- Provided information -
□ □ □ □
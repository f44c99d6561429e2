use std::path::PathBuf;

use clap::Parser;

use crate::config::{AppConfig, EndpointsConfig};

/// Turn a PDF into a podcast episode and follow the conversion live.
#[derive(Parser, Debug)]
#[command(name = "podcast")]
#[command(version)]
#[command(about = "Submit a PDF for podcast conversion and track its progress", long_about = None)]
pub(crate) struct Args {
    /// PDF document to convert
    pub pdf: Option<PathBuf>,

    /// Configuration file (RON); defaults to ./podcast.ron when present
    #[arg(long)]
    pub config: Option<PathBuf>,

    /// Conversion server base URL
    #[arg(long)]
    pub server: Option<String>,

    /// Use the older `podcast/{id}` endpoint layout
    #[arg(long)]
    pub legacy: bool,

    /// Generation model requested from the server
    #[arg(long)]
    pub model: Option<String>,

    /// Bearer token sent with every request
    #[arg(long, env = "PODCAST_AUTH_TOKEN", hide_env_values = true)]
    pub token: Option<String>,

    /// Save the finished episode into this directory
    #[arg(short, long)]
    pub download: Option<PathBuf>,

    /// Check server health before submitting (or only check, without a PDF)
    #[arg(long)]
    pub check: bool,

    /// Log file path (default: ./podcast.log)
    #[arg(long)]
    pub log_file: Option<PathBuf>,

    /// Also log to the terminal, at debug level
    #[arg(short, long)]
    pub verbose: bool,
}

impl Args {
    /// Command-line flags win over file values.
    pub fn apply_to(&self, config: &mut AppConfig) {
        if let Some(server) = &self.server {
            config.server = server.clone();
        }
        if self.legacy {
            config.endpoints = EndpointsConfig::Legacy;
        }
        if let Some(model) = &self.model {
            config.model = Some(model.clone());
        }
        if let Some(dir) = &self.download {
            config.download_dir = Some(dir.clone());
        }
        if let Some(path) = &self.log_file {
            config.log_file = Some(path.clone());
        }
    }
}
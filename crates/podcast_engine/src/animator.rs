use std::time::Duration;

use podcast_core::{Msg, ProgressRamp};
use podcast_logging::podcast_trace;
use tokio::sync::mpsc;
use tokio_util::sync::CancellationToken;

#[derive(Debug)]
enum AnimatorCommand {
    RaiseTo { target: f64, duration: Duration },
}

/// Drives the progress bar of one session.
///
/// Runs a single ramp at a time; raising the target while a ramp is in flight
/// bends the running ramp upward instead of starting a second one. Every value
/// is reported as `Msg::ProgressFrame`, and the end of each ramp as
/// `Msg::AnimationSettled`.
#[derive(Debug, Clone)]
pub struct ProgressAnimator {
    cmd_tx: mpsc::UnboundedSender<AnimatorCommand>,
}

impl ProgressAnimator {
    /// Spawns the animator task on the current tokio runtime.
    pub fn spawn(
        generation: u64,
        tick: Duration,
        cancel: CancellationToken,
        msg_tx: mpsc::UnboundedSender<Msg>,
    ) -> Self {
        let (cmd_tx, cmd_rx) = mpsc::unbounded_channel();
        let state = AnimatorState {
            generation,
            tick,
            current: 0.0,
            ramp: None,
            msg_tx,
        };
        tokio::spawn(run(state, cmd_rx, cancel));
        Self { cmd_tx }
    }

    /// Raises the animation endpoint to `target` percent over `duration`.
    pub fn raise_to(&self, target: u8, duration: Duration) {
        let _ = self.cmd_tx.send(AnimatorCommand::RaiseTo {
            target: f64::from(target.min(100)),
            duration,
        });
    }
}

struct AnimatorState {
    generation: u64,
    tick: Duration,
    current: f64,
    ramp: Option<ProgressRamp>,
    msg_tx: mpsc::UnboundedSender<Msg>,
}

impl AnimatorState {
    fn apply(&mut self, command: AnimatorCommand) {
        let AnimatorCommand::RaiseTo { target, duration } = command;
        if let Some(ramp) = self.ramp.as_mut() {
            if ramp.retarget(target, duration) {
                podcast_trace!("Animation retargeted to {}%", target);
            }
        } else if target > self.current {
            self.ramp = Some(ProgressRamp::new(self.current, target, duration, self.tick));
        } else {
            let _ = self.msg_tx.send(Msg::AnimationSettled {
                generation: self.generation,
                percent: self.current,
            });
        }
    }

    fn step(&mut self) {
        let Some(ramp) = self.ramp.as_mut() else {
            return;
        };
        if let Some(percent) = ramp.next() {
            self.current = percent;
            let _ = self.msg_tx.send(Msg::ProgressFrame {
                generation: self.generation,
                percent,
            });
        }
        if ramp.is_finished() {
            self.ramp = None;
            let _ = self.msg_tx.send(Msg::AnimationSettled {
                generation: self.generation,
                percent: self.current,
            });
        }
    }
}

async fn run(
    mut state: AnimatorState,
    mut cmd_rx: mpsc::UnboundedReceiver<AnimatorCommand>,
    cancel: CancellationToken,
) {
    loop {
        if state.ramp.is_some() {
            tokio::select! {
                biased;
                _ = cancel.cancelled() => break,
                _ = tokio::time::sleep(state.tick) => {}
            }
            while let Ok(command) = cmd_rx.try_recv() {
                state.apply(command);
            }
            state.step();
        } else {
            tokio::select! {
                biased;
                _ = cancel.cancelled() => break,
                command = cmd_rx.recv() => match command {
                    Some(command) => state.apply(command),
                    None => break,
                },
            }
        }
    }
}
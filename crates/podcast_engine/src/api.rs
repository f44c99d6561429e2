use std::time::Duration;

use futures_util::StreamExt;
use podcast_core::{endpoint_url, EndpointLayout, SourceFile, StatusReport, TaskId};
use podcast_logging::{podcast_debug, podcast_trace};
use reqwest::multipart::{Form, Part};
use serde::de::DeserializeOwned;
use url::Url;

use crate::types::{CreateTaskResponse, StatusResponse};
use crate::{ApiError, FailureKind};

/// Form field carrying the uploaded document.
const FILE_FIELD: &str = "pdf_file";

#[derive(Debug, Clone)]
pub struct ApiSettings {
    pub server: Url,
    pub endpoints: EndpointLayout,
    pub connect_timeout: Duration,
    pub request_timeout: Duration,
    /// Upload requests carry the whole document and get their own budget.
    pub upload_timeout: Duration,
    pub max_artifact_bytes: u64,
    /// Server-side generation model; the server default applies when unset.
    pub model: Option<String>,
    pub auth_token: Option<String>,
}

impl ApiSettings {
    pub fn new(server: Url) -> Self {
        Self {
            server,
            endpoints: EndpointLayout::Current,
            connect_timeout: Duration::from_secs(10),
            request_timeout: Duration::from_secs(30),
            upload_timeout: Duration::from_secs(300),
            max_artifact_bytes: 200 * 1024 * 1024,
            model: None,
            auth_token: None,
        }
    }
}

/// The conversion service as seen by the tracker.
#[async_trait::async_trait]
pub trait TaskApi: Send + Sync {
    /// Uploads the document and returns the id of the created task.
    async fn create_task(&self, file: &SourceFile) -> Result<TaskId, ApiError>;

    async fn task_status(&self, task_id: &TaskId) -> Result<StatusReport, ApiError>;

    /// Downloads a finished artifact. Safe to call repeatedly.
    async fn fetch_artifact(&self, location: &Url) -> Result<Vec<u8>, ApiError>;

    async fn check_health(&self) -> Result<(), ApiError>;
}

#[derive(Debug, Clone)]
pub struct ReqwestTaskApi {
    settings: ApiSettings,
    client: reqwest::Client,
}

impl ReqwestTaskApi {
    pub fn new(settings: ApiSettings) -> Result<Self, ApiError> {
        let client = reqwest::Client::builder()
            .connect_timeout(settings.connect_timeout)
            .build()
            .map_err(|err| ApiError::new(FailureKind::Network, err.to_string()))?;
        Ok(Self { settings, client })
    }

    pub fn settings(&self) -> &ApiSettings {
        &self.settings
    }

    fn url(&self, segments: &[&str]) -> Result<Url, ApiError> {
        endpoint_url(&self.settings.server, segments)
            .map_err(|err| ApiError::new(FailureKind::InvalidUrl, err.to_string()))
    }

    fn authorize(&self, request: reqwest::RequestBuilder) -> reqwest::RequestBuilder {
        match self.settings.auth_token.as_deref() {
            Some(token) => request.bearer_auth(token),
            None => request,
        }
    }

    async fn send(&self, request: reqwest::RequestBuilder) -> Result<reqwest::Response, ApiError> {
        let response = self.authorize(request).send().await.map_err(map_reqwest_error)?;
        let status = response.status();
        if !status.is_success() {
            let detail = error_detail(response).await;
            return Err(ApiError::new(FailureKind::HttpStatus(status.as_u16()), detail));
        }
        Ok(response)
    }

    async fn read_json<T: DeserializeOwned>(response: reqwest::Response) -> Result<T, ApiError> {
        let body = response.bytes().await.map_err(map_reqwest_error)?;
        serde_json::from_slice(&body).map_err(|err| ApiError::new(FailureKind::Decode, err.to_string()))
    }
}

#[async_trait::async_trait]
impl TaskApi for ReqwestTaskApi {
    async fn create_task(&self, file: &SourceFile) -> Result<TaskId, ApiError> {
        let url = self.url(&self.settings.endpoints.create_segments())?;
        let part = Part::bytes(file.bytes.clone())
            .file_name(file.name.clone())
            .mime_str("application/pdf")
            .map_err(|err| ApiError::new(FailureKind::Network, err.to_string()))?;
        let mut form = Form::new().part(FILE_FIELD, part);
        if let Some(model) = self.settings.model.clone() {
            form = form.text("model", model);
        }

        podcast_debug!("POST {} ({} bytes)", url, file.bytes.len());
        let request = self
            .client
            .post(url)
            .timeout(self.settings.upload_timeout)
            .multipart(form);
        let response = self.send(request).await?;
        let created: CreateTaskResponse = Self::read_json(response).await?;
        if created.task_id.trim().is_empty() {
            return Err(ApiError::new(FailureKind::Decode, "empty task id"));
        }
        Ok(TaskId::new(created.task_id))
    }

    async fn task_status(&self, task_id: &TaskId) -> Result<StatusReport, ApiError> {
        let url = self.url(&self.settings.endpoints.status_segments(task_id))?;
        podcast_trace!("GET {}", url);
        let request = self.client.get(url).timeout(self.settings.request_timeout);
        let response = self.send(request).await?;
        let status: StatusResponse = Self::read_json(response).await?;
        Ok(status.into())
    }

    async fn fetch_artifact(&self, location: &Url) -> Result<Vec<u8>, ApiError> {
        let max_bytes = self.settings.max_artifact_bytes;
        podcast_debug!("GET {}", location);
        let request = self
            .client
            .get(location.clone())
            .timeout(self.settings.upload_timeout);
        let response = self.send(request).await?;

        if let Some(content_len) = response.content_length() {
            if content_len > max_bytes {
                return Err(ApiError::new(
                    FailureKind::TooLarge {
                        max_bytes,
                        actual: Some(content_len),
                    },
                    "artifact too large",
                ));
            }
        }

        let mut bytes = Vec::new();
        let mut stream = response.bytes_stream();
        while let Some(chunk) = stream.next().await {
            let chunk = chunk.map_err(map_reqwest_error)?;
            let next_len = bytes.len() as u64 + chunk.len() as u64;
            if next_len > max_bytes {
                return Err(ApiError::new(
                    FailureKind::TooLarge {
                        max_bytes,
                        actual: Some(next_len),
                    },
                    "artifact too large",
                ));
            }
            bytes.extend_from_slice(&chunk);
        }
        Ok(bytes)
    }

    async fn check_health(&self) -> Result<(), ApiError> {
        let url = self.url(&self.settings.endpoints.health_segments())?;
        let request = self.client.get(url).timeout(self.settings.request_timeout);
        self.send(request).await.map(|_| ())
    }
}

/// Prefers the server's `{"detail": ...}` text over the bare status line.
async fn error_detail(response: reqwest::Response) -> String {
    let fallback = response.status().to_string();
    let Ok(body) = response.bytes().await else {
        return fallback;
    };
    serde_json::from_slice::<serde_json::Value>(&body)
        .ok()
        .and_then(|value| value.get("detail").and_then(|d| d.as_str()).map(str::to_owned))
        .unwrap_or(fallback)
}

fn map_reqwest_error(err: reqwest::Error) -> ApiError {
    if err.is_timeout() {
        return ApiError::new(FailureKind::Timeout, err.to_string());
    }
    if err.is_decode() {
        return ApiError::new(FailureKind::Decode, err.to_string());
    }
    ApiError::new(FailureKind::Network, err.to_string())
}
□ □ □ □
- What to produce -
Please retype the listing word for word, from its first line through the line containing "if let Some(dir)", and add nothing else.

- Exercise answer -
repository f44c99d6561429e2
use std::path::PathBuf;

use clap::Parser;

use crate::config::{AppConfig, EndpointsConfig};

/// Turn a PDF into a podcast episode and follow the conversion live.
#[derive(Parser, Debug)]
#[command(name = "podcast")]
#[command(version)]
#[command(about = "Submit a PDF for podcast conversion and track its progress", long_about = None)]
pub(crate) struct Args {
    /// PDF document to convert
    pub pdf: Option<PathBuf>,

    /// Configuration file (RON); defaults to ./podcast.ron when present
    #[arg(long)]
    pub config: Option<PathBuf>,

    /// Conversion server base URL
    #[arg(long)]
    pub server: Option<String>,

    /// Use the older `podcast/{id}` endpoint layout
    #[arg(long)]
    pub legacy: bool,

    /// Generation model requested from the server
    #[arg(long)]
    pub model: Option<String>,

    /// Bearer token sent with every request
    #[arg(long, env = "PODCAST_AUTH_TOKEN", hide_env_values = true)]
    pub token: Option<String>,

    /// Save the finished episode into this directory
    #[arg(short, long)]
    pub download: Option<PathBuf>,

    /// Check server health before submitting (or only check, without a PDF)
    #[arg(long)]
    pub check: bool,

    /// Log file path (default: ./podcast.log)
    #[arg(long)]
    pub log_file: Option<PathBuf>,

    /// Also log to the terminal, at debug level
    #[arg(short, long)]
    pub verbose: bool,
}

impl Args {
    /// Command-line flags win over file values.
    pub fn apply_to(&self, config: &mut AppConfig) {
        if let Some(server) = &self.server {
            config.server = server.clone();
        }
        if self.legacy {
            config.endpoints = EndpointsConfig::Legacy;
        }
        if let Some(model) = &self.model {
            config.model = Some(model.clone());
        }
        if let Some(dir) = &self.download {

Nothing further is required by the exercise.